Exercise:
The word "crate" may appear in some of the lines below. State how many lines contain it, and write only that number.

### Dataset records

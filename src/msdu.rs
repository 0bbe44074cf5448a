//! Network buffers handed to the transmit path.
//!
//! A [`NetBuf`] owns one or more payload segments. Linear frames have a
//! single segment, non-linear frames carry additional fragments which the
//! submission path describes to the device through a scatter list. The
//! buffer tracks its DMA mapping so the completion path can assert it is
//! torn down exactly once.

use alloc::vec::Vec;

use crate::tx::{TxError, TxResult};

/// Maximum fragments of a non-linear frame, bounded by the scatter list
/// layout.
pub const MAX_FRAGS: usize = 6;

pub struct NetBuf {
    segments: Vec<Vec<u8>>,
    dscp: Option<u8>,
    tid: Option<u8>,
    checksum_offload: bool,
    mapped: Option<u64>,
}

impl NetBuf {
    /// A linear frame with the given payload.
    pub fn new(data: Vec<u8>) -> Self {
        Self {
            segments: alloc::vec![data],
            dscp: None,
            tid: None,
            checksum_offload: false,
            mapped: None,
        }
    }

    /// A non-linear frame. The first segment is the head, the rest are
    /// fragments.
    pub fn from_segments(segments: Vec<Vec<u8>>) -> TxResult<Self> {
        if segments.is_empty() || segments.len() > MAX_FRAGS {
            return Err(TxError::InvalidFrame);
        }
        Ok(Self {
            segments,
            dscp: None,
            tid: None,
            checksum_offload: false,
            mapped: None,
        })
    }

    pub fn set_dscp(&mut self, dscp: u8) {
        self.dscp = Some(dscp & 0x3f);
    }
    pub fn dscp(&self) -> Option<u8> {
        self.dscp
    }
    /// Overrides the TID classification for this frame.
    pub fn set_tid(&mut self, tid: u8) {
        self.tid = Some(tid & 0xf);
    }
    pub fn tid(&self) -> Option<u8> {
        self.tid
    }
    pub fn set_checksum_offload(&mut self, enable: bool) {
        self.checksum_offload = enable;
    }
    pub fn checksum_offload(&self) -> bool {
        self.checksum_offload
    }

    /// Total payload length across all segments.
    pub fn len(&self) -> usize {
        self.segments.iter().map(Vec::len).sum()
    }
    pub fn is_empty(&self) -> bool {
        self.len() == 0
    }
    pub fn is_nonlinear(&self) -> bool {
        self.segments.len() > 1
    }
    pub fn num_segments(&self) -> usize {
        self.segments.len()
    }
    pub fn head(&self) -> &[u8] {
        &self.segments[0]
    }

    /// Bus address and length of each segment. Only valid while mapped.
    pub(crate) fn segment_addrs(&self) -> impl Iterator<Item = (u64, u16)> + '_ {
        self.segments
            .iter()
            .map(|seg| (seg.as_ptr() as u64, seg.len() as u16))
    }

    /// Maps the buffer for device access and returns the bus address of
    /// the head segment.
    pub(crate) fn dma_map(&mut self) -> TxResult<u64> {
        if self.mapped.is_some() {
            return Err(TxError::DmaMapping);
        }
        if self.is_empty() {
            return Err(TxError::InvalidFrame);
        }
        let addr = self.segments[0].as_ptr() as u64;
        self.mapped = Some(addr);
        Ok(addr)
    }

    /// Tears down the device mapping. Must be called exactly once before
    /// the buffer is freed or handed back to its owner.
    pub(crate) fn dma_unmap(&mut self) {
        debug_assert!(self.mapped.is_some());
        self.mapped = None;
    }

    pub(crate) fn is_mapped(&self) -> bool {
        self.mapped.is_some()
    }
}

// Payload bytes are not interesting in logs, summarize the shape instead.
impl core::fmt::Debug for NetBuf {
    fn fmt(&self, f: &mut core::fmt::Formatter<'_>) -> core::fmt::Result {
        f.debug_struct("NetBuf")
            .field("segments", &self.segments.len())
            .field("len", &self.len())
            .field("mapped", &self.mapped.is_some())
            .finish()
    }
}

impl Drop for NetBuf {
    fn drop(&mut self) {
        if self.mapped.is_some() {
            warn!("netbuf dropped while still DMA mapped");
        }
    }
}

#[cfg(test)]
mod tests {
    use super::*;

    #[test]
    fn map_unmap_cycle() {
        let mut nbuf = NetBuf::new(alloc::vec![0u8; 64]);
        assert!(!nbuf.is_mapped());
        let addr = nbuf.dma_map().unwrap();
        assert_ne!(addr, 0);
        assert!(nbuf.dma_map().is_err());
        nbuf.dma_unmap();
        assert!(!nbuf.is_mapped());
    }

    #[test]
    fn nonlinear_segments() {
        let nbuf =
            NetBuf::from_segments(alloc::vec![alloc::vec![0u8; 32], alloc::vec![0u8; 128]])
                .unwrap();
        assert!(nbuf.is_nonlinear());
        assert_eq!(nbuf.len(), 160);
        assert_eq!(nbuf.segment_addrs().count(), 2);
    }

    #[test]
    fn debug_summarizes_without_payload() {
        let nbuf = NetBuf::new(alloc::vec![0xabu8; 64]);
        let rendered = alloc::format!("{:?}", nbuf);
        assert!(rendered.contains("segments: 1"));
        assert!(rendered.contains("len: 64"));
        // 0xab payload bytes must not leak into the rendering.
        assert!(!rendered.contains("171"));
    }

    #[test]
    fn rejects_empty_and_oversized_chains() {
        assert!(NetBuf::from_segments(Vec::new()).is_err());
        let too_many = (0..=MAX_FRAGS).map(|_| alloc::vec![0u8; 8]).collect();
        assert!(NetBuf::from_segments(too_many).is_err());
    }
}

######

Exercise solution:
5